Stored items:
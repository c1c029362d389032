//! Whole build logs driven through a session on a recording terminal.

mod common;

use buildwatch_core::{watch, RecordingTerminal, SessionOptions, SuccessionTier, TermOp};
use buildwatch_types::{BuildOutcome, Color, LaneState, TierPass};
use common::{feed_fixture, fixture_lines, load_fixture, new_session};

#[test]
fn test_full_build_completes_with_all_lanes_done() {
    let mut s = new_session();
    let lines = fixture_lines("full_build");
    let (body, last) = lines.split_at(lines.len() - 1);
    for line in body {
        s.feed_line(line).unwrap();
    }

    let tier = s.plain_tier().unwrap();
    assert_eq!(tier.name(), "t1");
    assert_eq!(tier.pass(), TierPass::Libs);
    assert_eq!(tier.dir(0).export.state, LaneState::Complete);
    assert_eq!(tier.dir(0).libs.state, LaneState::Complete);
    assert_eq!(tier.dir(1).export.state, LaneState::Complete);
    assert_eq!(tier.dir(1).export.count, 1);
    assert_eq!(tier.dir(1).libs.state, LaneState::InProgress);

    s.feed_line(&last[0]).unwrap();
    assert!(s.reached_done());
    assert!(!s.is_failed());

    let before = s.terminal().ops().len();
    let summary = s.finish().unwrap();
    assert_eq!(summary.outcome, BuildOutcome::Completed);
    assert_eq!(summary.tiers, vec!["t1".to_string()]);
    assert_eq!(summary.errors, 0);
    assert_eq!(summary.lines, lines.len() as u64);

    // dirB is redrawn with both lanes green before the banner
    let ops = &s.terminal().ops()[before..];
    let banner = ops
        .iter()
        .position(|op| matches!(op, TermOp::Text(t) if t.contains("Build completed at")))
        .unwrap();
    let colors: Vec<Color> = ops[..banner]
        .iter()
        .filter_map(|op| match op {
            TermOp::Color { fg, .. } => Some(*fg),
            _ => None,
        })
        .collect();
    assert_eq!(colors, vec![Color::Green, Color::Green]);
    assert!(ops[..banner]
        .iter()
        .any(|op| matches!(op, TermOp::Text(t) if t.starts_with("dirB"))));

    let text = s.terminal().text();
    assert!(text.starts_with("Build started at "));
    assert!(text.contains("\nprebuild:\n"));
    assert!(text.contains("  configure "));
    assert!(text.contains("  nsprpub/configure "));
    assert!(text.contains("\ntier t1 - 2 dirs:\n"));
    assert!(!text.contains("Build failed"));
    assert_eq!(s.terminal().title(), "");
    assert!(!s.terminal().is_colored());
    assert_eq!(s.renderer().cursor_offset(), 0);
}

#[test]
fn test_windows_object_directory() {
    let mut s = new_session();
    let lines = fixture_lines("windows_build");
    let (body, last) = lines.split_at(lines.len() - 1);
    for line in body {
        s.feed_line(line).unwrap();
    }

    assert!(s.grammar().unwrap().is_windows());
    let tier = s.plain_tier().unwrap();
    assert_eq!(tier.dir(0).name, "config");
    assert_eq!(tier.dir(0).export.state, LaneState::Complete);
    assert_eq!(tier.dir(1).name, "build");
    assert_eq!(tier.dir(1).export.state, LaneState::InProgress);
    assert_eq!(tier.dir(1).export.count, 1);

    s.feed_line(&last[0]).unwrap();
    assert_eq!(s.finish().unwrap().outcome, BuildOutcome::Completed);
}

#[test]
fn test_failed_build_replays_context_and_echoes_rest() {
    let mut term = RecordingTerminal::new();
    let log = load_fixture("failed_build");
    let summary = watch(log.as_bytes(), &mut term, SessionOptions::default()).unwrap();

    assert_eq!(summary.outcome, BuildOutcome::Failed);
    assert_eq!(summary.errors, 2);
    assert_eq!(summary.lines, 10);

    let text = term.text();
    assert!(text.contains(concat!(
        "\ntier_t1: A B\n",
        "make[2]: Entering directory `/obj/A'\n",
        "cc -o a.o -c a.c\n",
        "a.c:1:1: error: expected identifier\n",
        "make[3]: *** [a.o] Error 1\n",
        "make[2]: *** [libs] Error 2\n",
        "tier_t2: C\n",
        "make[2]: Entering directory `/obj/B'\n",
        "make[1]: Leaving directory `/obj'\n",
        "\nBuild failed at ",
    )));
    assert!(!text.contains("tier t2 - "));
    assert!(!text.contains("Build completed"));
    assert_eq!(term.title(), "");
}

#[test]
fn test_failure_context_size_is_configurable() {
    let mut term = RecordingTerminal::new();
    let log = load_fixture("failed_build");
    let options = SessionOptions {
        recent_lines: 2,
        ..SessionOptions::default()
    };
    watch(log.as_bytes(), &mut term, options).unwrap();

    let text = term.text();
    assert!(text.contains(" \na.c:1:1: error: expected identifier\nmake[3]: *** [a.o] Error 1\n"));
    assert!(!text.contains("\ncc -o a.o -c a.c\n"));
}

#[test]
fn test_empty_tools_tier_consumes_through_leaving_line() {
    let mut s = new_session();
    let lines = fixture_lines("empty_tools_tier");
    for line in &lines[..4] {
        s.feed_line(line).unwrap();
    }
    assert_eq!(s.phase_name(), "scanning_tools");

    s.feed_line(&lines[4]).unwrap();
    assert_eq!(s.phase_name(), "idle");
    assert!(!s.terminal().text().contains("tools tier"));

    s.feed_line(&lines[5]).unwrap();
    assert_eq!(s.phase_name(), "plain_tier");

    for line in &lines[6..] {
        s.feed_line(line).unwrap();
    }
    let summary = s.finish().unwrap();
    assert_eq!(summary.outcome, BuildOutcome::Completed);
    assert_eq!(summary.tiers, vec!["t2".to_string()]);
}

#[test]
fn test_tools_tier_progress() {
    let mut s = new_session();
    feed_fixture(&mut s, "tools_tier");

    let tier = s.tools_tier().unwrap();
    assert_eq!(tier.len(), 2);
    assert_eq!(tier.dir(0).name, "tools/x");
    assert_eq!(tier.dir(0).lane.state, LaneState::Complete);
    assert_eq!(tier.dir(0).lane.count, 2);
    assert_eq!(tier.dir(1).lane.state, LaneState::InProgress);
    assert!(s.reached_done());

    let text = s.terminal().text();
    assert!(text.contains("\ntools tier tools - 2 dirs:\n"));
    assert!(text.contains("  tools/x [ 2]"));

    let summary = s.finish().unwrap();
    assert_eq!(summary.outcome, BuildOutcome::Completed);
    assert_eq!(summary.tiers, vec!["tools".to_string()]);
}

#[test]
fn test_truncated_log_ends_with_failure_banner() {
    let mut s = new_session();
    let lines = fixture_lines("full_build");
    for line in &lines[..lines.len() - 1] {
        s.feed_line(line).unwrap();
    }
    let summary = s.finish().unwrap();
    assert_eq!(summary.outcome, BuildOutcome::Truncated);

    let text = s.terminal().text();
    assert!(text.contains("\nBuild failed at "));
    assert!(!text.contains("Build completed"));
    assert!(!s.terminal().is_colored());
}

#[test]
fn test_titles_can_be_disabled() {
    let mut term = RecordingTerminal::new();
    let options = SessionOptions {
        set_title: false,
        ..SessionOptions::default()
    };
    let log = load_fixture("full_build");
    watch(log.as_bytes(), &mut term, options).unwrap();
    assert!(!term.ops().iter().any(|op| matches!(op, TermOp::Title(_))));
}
* * *
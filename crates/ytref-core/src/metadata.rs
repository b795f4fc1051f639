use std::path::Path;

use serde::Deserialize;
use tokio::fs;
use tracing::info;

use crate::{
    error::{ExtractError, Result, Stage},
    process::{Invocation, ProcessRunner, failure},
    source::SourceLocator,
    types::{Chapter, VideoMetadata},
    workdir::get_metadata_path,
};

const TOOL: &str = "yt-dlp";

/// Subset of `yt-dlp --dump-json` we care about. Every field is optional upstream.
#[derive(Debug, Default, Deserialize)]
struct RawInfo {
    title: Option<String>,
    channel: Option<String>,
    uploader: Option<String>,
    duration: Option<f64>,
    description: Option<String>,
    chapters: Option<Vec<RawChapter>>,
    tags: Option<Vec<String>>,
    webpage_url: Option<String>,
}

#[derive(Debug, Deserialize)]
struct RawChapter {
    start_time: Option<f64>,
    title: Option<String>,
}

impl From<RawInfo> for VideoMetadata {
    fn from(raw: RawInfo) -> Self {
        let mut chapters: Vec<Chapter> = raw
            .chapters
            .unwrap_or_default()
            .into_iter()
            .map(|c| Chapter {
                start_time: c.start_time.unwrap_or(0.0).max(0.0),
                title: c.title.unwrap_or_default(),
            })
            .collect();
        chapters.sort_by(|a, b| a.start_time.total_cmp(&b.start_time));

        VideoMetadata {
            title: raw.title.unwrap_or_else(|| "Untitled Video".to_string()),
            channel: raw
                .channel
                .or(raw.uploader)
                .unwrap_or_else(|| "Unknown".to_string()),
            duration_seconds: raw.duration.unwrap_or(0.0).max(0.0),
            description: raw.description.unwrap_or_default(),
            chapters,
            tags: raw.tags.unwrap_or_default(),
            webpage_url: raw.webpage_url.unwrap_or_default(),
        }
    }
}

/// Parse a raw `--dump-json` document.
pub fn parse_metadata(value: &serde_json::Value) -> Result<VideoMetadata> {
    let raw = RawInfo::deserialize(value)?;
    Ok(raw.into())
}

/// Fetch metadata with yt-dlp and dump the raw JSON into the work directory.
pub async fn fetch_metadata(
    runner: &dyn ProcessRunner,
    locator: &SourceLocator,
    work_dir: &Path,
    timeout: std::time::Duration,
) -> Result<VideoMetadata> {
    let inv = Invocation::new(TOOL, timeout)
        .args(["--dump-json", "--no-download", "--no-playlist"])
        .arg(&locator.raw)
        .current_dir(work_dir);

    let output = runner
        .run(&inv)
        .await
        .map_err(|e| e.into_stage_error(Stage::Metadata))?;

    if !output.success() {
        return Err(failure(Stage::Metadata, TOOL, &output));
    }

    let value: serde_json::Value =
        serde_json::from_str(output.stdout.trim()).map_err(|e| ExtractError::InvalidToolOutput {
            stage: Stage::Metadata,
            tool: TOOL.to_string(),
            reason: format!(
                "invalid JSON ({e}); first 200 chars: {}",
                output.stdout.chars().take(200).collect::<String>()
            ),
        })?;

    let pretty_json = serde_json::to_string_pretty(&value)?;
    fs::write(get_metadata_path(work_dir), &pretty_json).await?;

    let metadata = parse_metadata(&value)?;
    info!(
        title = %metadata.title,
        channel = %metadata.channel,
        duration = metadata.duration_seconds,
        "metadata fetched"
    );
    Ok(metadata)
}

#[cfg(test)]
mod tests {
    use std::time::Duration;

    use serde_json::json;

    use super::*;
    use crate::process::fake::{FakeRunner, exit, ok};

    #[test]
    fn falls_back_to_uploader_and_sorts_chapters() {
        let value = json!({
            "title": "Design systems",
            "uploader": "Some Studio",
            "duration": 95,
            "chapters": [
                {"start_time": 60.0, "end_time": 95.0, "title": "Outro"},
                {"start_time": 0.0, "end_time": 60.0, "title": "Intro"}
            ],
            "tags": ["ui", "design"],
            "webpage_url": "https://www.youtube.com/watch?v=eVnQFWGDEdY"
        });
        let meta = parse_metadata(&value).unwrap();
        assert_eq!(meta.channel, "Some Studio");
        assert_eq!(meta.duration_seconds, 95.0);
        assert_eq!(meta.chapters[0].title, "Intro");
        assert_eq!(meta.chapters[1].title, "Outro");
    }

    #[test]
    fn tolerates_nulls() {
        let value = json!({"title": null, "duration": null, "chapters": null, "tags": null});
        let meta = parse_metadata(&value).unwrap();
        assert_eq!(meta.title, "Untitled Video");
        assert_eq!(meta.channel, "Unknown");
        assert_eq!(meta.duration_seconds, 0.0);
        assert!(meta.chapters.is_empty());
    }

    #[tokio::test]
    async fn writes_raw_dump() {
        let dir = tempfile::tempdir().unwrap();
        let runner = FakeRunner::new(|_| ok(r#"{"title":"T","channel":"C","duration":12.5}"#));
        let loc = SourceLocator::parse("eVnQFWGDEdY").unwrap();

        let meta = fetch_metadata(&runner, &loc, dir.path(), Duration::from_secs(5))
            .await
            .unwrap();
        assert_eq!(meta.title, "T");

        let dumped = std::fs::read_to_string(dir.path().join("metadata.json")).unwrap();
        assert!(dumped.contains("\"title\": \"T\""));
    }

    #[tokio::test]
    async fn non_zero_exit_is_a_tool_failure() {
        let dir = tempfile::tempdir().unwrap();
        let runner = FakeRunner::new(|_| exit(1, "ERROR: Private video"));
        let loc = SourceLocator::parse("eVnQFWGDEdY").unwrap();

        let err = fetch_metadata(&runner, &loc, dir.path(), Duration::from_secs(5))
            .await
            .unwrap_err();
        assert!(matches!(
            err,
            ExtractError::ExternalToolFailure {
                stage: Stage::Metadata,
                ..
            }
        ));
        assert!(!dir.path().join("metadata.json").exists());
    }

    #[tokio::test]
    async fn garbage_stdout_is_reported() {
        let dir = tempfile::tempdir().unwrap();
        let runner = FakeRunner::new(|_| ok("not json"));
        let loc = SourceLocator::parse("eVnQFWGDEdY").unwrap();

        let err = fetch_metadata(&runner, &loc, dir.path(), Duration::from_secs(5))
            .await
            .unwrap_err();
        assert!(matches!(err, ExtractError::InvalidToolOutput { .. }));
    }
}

WHAT YOU SHOULD DO:
Look through the entries and find each line that has the string "TierPass". Copy those lines.

TASK RESPONSE:
use buildwatch_types::{BuildOutcome, Color, LaneState, TierPass};
    assert_eq!(tier.pass(), TierPass::Libs);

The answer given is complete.